What is required => Filter out every line below that lacks "rejected", and copy the rest.

Collected data entries
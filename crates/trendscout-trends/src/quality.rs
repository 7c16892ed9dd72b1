//! Pre-pipeline quality gate.
//!
//! Rejects posts that can never be a useful trend signal before any scoring,
//! clustering, or persistence happens. Provider-specific junk (NSFW, pinned)
//! is already dropped at normalize time; this gate applies the generic rules.

use trendscout_core::policy::{INVALID_AUTHORS, MIN_CONTENT_CHARS};
use trendscout_core::Post;

/// Whether a post clears the generic quality rules.
///
/// A post fails on any of: content shorter than [`MIN_CONTENT_CHARS`] after
/// trimming, a missing/deleted/bot author, or zero across every engagement
/// counter.
#[must_use]
pub fn passes_quality(post: &Post) -> bool {
    if post.content.trim().chars().count() < MIN_CONTENT_CHARS {
        return false;
    }

    let author = post.author.username.trim().to_lowercase();
    if INVALID_AUTHORS.contains(&author.as_str()) {
        return false;
    }

    post.engagement.has_any_signal()
}

/// Drops failing posts, returning the survivors and the rejected count.
pub fn filter_posts(posts: Vec<Post>) -> (Vec<Post>, usize) {
    let input = posts.len();
    let kept: Vec<Post> = posts.into_iter().filter(passes_quality).collect();
    let rejected = input - kept.len();
    if rejected > 0 {
        tracing::debug!(rejected, kept = kept.len(), "quality filter dropped posts");
    }
    (kept, rejected)
}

Your solution =>
/// Drops failing posts, returning the survivors and the rejected count.
    let rejected = input - kept.len();
    if rejected > 0 {
        tracing::debug!(rejected, kept = kept.len(), "quality filter dropped posts");
    (kept, rejected)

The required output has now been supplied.